Problem requirements »
What you hand back must match the listing exactly.

Input for this task »
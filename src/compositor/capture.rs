//! Still-image capture
//!
//! A single-slot hand-off between arbitrary callers and the render loop. The
//! slot holds at most one pending callback; a new request before the next
//! render pass replaces the old one, and consumption removes callback and
//! pending flag in one step so a callback can never fire twice.
//!
//! Readback copies the composited output into a staging buffer (rows padded
//! to wgpu's copy alignment), strips the padding while flipping the image
//! vertically, and delivers the packaged still on a detached thread.

use parking_lot::Mutex;

use super::GpuContext;

/// One-shot callback receiving the packaged still image.
pub type CaptureCallback = Box<dyn FnOnce(image::RgbaImage) + Send + 'static>;

/// Single-slot capture request holder.
pub struct CaptureSlot {
    slot: Mutex<Option<CaptureCallback>>,
}

impl CaptureSlot {
    pub fn new() -> Self {
        Self {
            slot: Mutex::new(None),
        }
    }

    /// Register a capture request. An unserviced earlier request is replaced;
    /// the last writer before the next render pass wins.
    pub fn request(&self, callback: impl FnOnce(image::RgbaImage) + Send + 'static) {
        *self.slot.lock() = Some(Box::new(callback));
    }

    /// Whether a request is waiting for the next render pass.
    pub fn is_pending(&self) -> bool {
        self.slot.lock().is_some()
    }

    /// Consume the pending request. Clearing the slot and handing out the
    /// callback is one step, so delivery is at most once.
    pub(crate) fn take(&self) -> Option<CaptureCallback> {
        self.slot.lock().take()
    }
}

impl Default for CaptureSlot {
    fn default() -> Self {
        Self::new()
    }
}

/// Read the composited output back, package it, and invoke the callback on a
/// detached thread. Runs on the render thread after the draw submission.
pub(crate) fn deliver_still(
    gpu: &GpuContext,
    texture: &wgpu::Texture,
    width: u32,
    height: u32,
    callback: CaptureCallback,
) {
    let Some(pixels) = read_texture_flipped(gpu, texture, width, height) else {
        log::error!("Capture readback failed, dropping request");
        return;
    };

    let Some(image) = image::RgbaImage::from_raw(width, height, pixels) else {
        log::error!("Capture produced a malformed pixel buffer");
        return;
    };

    // The callback runs off the render thread; the save collaborator owns
    // everything from here.
    let spawned = std::thread::Builder::new()
        .name("capture-delivery".to_string())
        .spawn(move || callback(image));
    if let Err(e) = spawned {
        log::error!("Failed to spawn capture delivery thread: {}", e);
    }
}

/// Copy a texture into a staging buffer and return its pixels with rows in
/// image order (flipped from GPU framebuffer order), padding stripped.
fn read_texture_flipped(
    gpu: &GpuContext,
    texture: &wgpu::Texture,
    width: u32,
    height: u32,
) -> Option<Vec<u8>> {
    let unpadded_bytes_per_row = width * 4;
    let align = wgpu::COPY_BYTES_PER_ROW_ALIGNMENT;
    let padded_bytes_per_row = unpadded_bytes_per_row.div_ceil(align) * align;

    let staging = gpu.device.create_buffer(&wgpu::BufferDescriptor {
        label: Some("Capture Staging Buffer"),
        size: (padded_bytes_per_row * height) as u64,
        usage: wgpu::BufferUsages::COPY_DST | wgpu::BufferUsages::MAP_READ,
        mapped_at_creation: false,
    });

    let mut encoder = gpu
        .device
        .create_command_encoder(&wgpu::CommandEncoderDescriptor {
            label: Some("Capture Encoder"),
        });

    encoder.copy_texture_to_buffer(
        wgpu::TexelCopyTextureInfo {
            texture,
            mip_level: 0,
            origin: wgpu::Origin3d::ZERO,
            aspect: wgpu::TextureAspect::All,
        },
        wgpu::TexelCopyBufferInfo {
            buffer: &staging,
            layout: wgpu::TexelCopyBufferLayout {
                offset: 0,
                bytes_per_row: Some(padded_bytes_per_row),
                rows_per_image: Some(height),
            },
        },
        wgpu::Extent3d {
            width,
            height,
            depth_or_array_layers: 1,
        },
    );

    gpu.queue.submit(std::iter::once(encoder.finish()));

    let slice = staging.slice(..);
    let (sender, receiver) = crossbeam_channel::bounded(1);
    slice.map_async(wgpu::MapMode::Read, move |result| {
        let _ = sender.send(result);
    });
    gpu.device.poll(wgpu::Maintain::Wait);

    match receiver.recv() {
        Ok(Ok(())) => {}
        Ok(Err(e)) => {
            log::error!("Failed to map capture buffer: {:?}", e);
            return None;
        }
        Err(_) => {
            log::error!("Capture map callback never fired");
            return None;
        }
    }

    let data = slice.get_mapped_range();
    let pixels = unpack_rows_flipped(
        &data,
        padded_bytes_per_row as usize,
        unpadded_bytes_per_row as usize,
        height,
    );
    drop(data);
    staging.unmap();

    Some(pixels)
}

/// Strip row padding and reverse row order in one pass. The GPU framebuffer
/// origin is bottom-left while image rows start at the top.
pub(crate) fn unpack_rows_flipped(
    data: &[u8],
    padded_bytes_per_row: usize,
    unpadded_bytes_per_row: usize,
    height: u32,
) -> Vec<u8> {
    let mut pixels = Vec::with_capacity(unpadded_bytes_per_row * height as usize);
    for row in (0..height as usize).rev() {
        let start = row * padded_bytes_per_row;
        pixels.extend_from_slice(&data[start..start + unpadded_bytes_per_row]);
    }
    pixels
}

#[cfg(test)]
mod tests {
    use std::sync::atomic::{AtomicUsize, Ordering};
    use std::sync::Arc;

    use super::*;

    #[test]
    fn newest_request_wins() {
        let slot = CaptureSlot::new();
        let first = Arc::new(AtomicUsize::new(0));
        let second = Arc::new(AtomicUsize::new(0));

        {
            let first = first.clone();
            slot.request(move |_| {
                first.fetch_add(1, Ordering::SeqCst);
            });
        }
        {
            let second = second.clone();
            slot.request(move |_| {
                second.fetch_add(1, Ordering::SeqCst);
            });
        }

        let callback = slot.take().unwrap();
        callback(image::RgbaImage::new(1, 1));

        assert_eq!(first.load(Ordering::SeqCst), 0);
        assert_eq!(second.load(Ordering::SeqCst), 1);
    }

    #[test]
    fn take_clears_the_pending_flag() {
        let slot = CaptureSlot::new();
        assert!(!slot.is_pending());

        slot.request(|_| {});
        assert!(slot.is_pending());

        assert!(slot.take().is_some());
        assert!(!slot.is_pending());
        assert!(slot.take().is_none());
    }

    #[test]
    fn unpack_flips_and_strips_padding() {
        // 2x3 image, 2 pixels per row (8 bytes), padded to 12 bytes per row
        let mut data = Vec::new();
        for row in 0u8..3 {
            let mut bytes = vec![row; 8];
            bytes.extend_from_slice(&[0xAA; 4]); // padding
            data.extend_from_slice(&bytes);
        }

        let pixels = unpack_rows_flipped(&data, 12, 8, 3);

        assert_eq!(pixels.len(), 24);
        assert!(pixels[0..8].iter().all(|&b| b == 2));
        assert!(pixels[8..16].iter().all(|&b| b == 1));
        assert!(pixels[16..24].iter().all(|&b| b == 0));
    }

    #[test]
    fn unpack_handles_unpadded_rows() {
        let data = vec![7u8; 16];
        let pixels = unpack_rows_flipped(&data, 8, 8, 2);
        assert_eq!(pixels, vec![7u8; 16]);
    }
}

Response box »
filename src/compositor/capture.rs
//! Still-image capture
//!
//! A single-slot hand-off between arbitrary callers and the render loop. The
//! slot holds at most one pending callback; a new request before the next
//! render pass replaces the old one, and consumption removes callback and
//! pending flag in one step so a callback can never fire twice.
//!
//! Readback copies the composited output into a staging buffer (rows padded
//! to wgpu's copy alignment), strips the padding while flipping the image
//! vertically, and delivers the packaged still on a detached thread.

use parking_lot::Mutex;

use super::GpuContext;

/// One-shot callback receiving the packaged still image.
pub type CaptureCallback = Box<dyn FnOnce(image::RgbaImage) + Send + 'static>;

/// Single-slot capture request holder.
pub struct CaptureSlot {
    slot: Mutex<Option<CaptureCallback>>,
}

impl CaptureSlot {
    pub fn new() -> Self {
        Self {
            slot: Mutex::new(None),
        }
    }

    /// Register a capture request. An unserviced earlier request is replaced;
    /// the last writer before the next render pass wins.
    pub fn request(&self, callback: impl FnOnce(image::RgbaImage) + Send + 'static) {
        *self.slot.lock() = Some(Box::new(callback));
    }

    /// Whether a request is waiting for the next render pass.
    pub fn is_pending(&self) -> bool {
        self.slot.lock().is_some()
    }

    /// Consume the pending request. Clearing the slot and handing out the
    /// callback is one step, so delivery is at most once.
    pub(crate) fn take(&self) -> Option<CaptureCallback> {
        self.slot.lock().take()
    }
}

impl Default for CaptureSlot {
    fn default() -> Self {
        Self::new()
    }
}

/// Read the composited output back, package it, and invoke the callback on a
/// detached thread. Runs on the render thread after the draw submission.
pub(crate) fn deliver_still(
    gpu: &GpuContext,
    texture: &wgpu::Texture,
    width: u32,
    height: u32,
    callback: CaptureCallback,
) {
    let Some(pixels) = read_texture_flipped(gpu, texture, width, height) else {
        log::error!("Capture readback failed, dropping request");
        return;
    };

    let Some(image) = image::RgbaImage::from_raw(width, height, pixels) else {
        log::error!("Capture produced a malformed pixel buffer");
        return;
    };

    // The callback runs off the render thread; the save collaborator owns
    // everything from here.
    let spawned = std::thread::Builder::new()
        .name("capture-delivery".to_string())
        .spawn(move || callback(image));
    if let Err(e) = spawned {
        log::error!("Failed to spawn capture delivery thread: {}", e);
    }
}

/// Copy a texture into a staging buffer and return its pixels with rows in
/// image order (flipped from GPU framebuffer order), padding stripped.
fn read_texture_flipped(
    gpu: &GpuContext,
    texture: &wgpu::Texture,
    width: u32,
    height: u32,
) -> Option<Vec<u8>> {
    let unpadded_bytes_per_row = width * 4;
    let align = wgpu::COPY_BYTES_PER_ROW_ALIGNMENT;
    let padded_bytes_per_row = unpadded_bytes_per_row.div_ceil(align) * align;

    let staging = gpu.device.create_buffer(&wgpu::BufferDescriptor {
        label: Some("Capture Staging Buffer"),
        size: (padded_bytes_per_row * height) as u64,
        usage: wgpu::BufferUsages::COPY_DST | wgpu::BufferUsages::MAP_READ,
        mapped_at_creation: false,
    });

    let mut encoder = gpu
        .device
        .create_command_encoder(&wgpu::CommandEncoderDescriptor {
            label: Some("Capture Encoder"),
        });

    encoder.copy_texture_to_buffer(
        wgpu::TexelCopyTextureInfo {
            texture,
            mip_level: 0,
            origin: wgpu::Origin3d::ZERO,
            aspect: wgpu::TextureAspect::All,
        },
        wgpu::TexelCopyBufferInfo {
            buffer: &staging,
            layout: wgpu::TexelCopyBufferLayout {
                offset: 0,
                bytes_per_row: Some(padded_bytes_per_row),
                rows_per_image: Some(height),
            },
        },
        wgpu::Extent3d {
            width,
            height,
            depth_or_array_layers: 1,
        },
    );

    gpu.queue.submit(std::iter::once(encoder.finish()));

    let slice = staging.slice(..);
    let (sender, receiver) = crossbeam_channel::bounded(1);
    slice.map_async(wgpu::MapMode::Read, move |result| {
        let _ = sender.send(result);
    });
    gpu.device.poll(wgpu::Maintain::Wait);

    match receiver.recv() {
        Ok(Ok(())) => {}
        Ok(Err(e)) => {
            log::error!("Failed to map capture buffer: {:?}", e);
            return None;
        }
        Err(_) => {
            log::error!("Capture map callback never fired");
            return None;
        }
    }

    let data = slice.get_mapped_range();
    let pixels = unpack_rows_flipped(
        &data,
        padded_bytes_per_row as usize,
        unpadded_bytes_per_row as usize,
        height,
    );
    drop(data);
    staging.unmap();

    Some(pixels)
}

/// Strip row padding and reverse row order in one pass. The GPU framebuffer
/// origin is bottom-left while image rows start at the top.
pub(crate) fn unpack_rows_flipped(
    data: &[u8],
    padded_bytes_per_row: usize,
    unpadded_bytes_per_row: usize,
    height: u32,
) -> Vec<u8> {
    let mut pixels = Vec::with_capacity(unpadded_bytes_per_row * height as usize);
    for row in (0..height as usize).rev() {
        let start = row * padded_bytes_per_row;
        pixels.extend_from_slice(&data[start..start + unpadded_bytes_per_row]);
    }
    pixels
}

#[cfg(test)]
mod tests {
    use std::sync::atomic::{AtomicUsize, Ordering};
    use std::sync::Arc;

    use super::*;

    #[test]
    fn newest_request_wins() {
        let slot = CaptureSlot::new();
        let first = Arc::new(AtomicUsize::new(0));
        let second = Arc::new(AtomicUsize::new(0));

        {
            let first = first.clone();
            slot.request(move |_| {
                first.fetch_add(1, Ordering::SeqCst);
            });
        }
        {
            let second = second.clone();
            slot.request(move |_| {
                second.fetch_add(1, Ordering::SeqCst);
            });
        }

        let callback = slot.take().unwrap();
        callback(image::RgbaImage::new(1, 1));

        assert_eq!(first.load(Ordering::SeqCst), 0);
        assert_eq!(second.load(Ordering::SeqCst), 1);
    }

    #[test]
    fn take_clears_the_pending_flag() {
        let slot = CaptureSlot::new();
        assert!(!slot.is_pending());

        slot.request(|_| {});
        assert!(slot.is_pending());

        assert!(slot.take().is_some());
        assert!(!slot.is_pending());
        assert!(slot.take().is_none());
    }

    #[test]
    fn unpack_flips_and_strips_padding() {
        // 2x3 image, 2 pixels per row (8 bytes), padded to 12 bytes per row
        let mut data = Vec::new();
        for row in 0u8..3 {
            let mut bytes = vec![row; 8];
            bytes.extend_from_slice(&[0xAA; 4]); // padding
            data.extend_from_slice(&bytes);
        }

        let pixels = unpack_rows_flipped(&data, 12, 8, 3);

        assert_eq!(pixels.len(), 24);
        assert!(pixels[0..8].iter().all(|&b| b == 2));
        assert!(pixels[8..16].iter().all(|&b| b == 1));
        assert!(pixels[16..24].iter().all(|&b| b == 0));
    }

    #[test]
    fn unpack_handles_unpadded_rows() {
        let data = vec![7u8; 16];
        let pixels = unpack_rows_flipped(&data, 8, 8, 2);
        assert_eq!(pixels, vec![7u8; 16]);
    }
}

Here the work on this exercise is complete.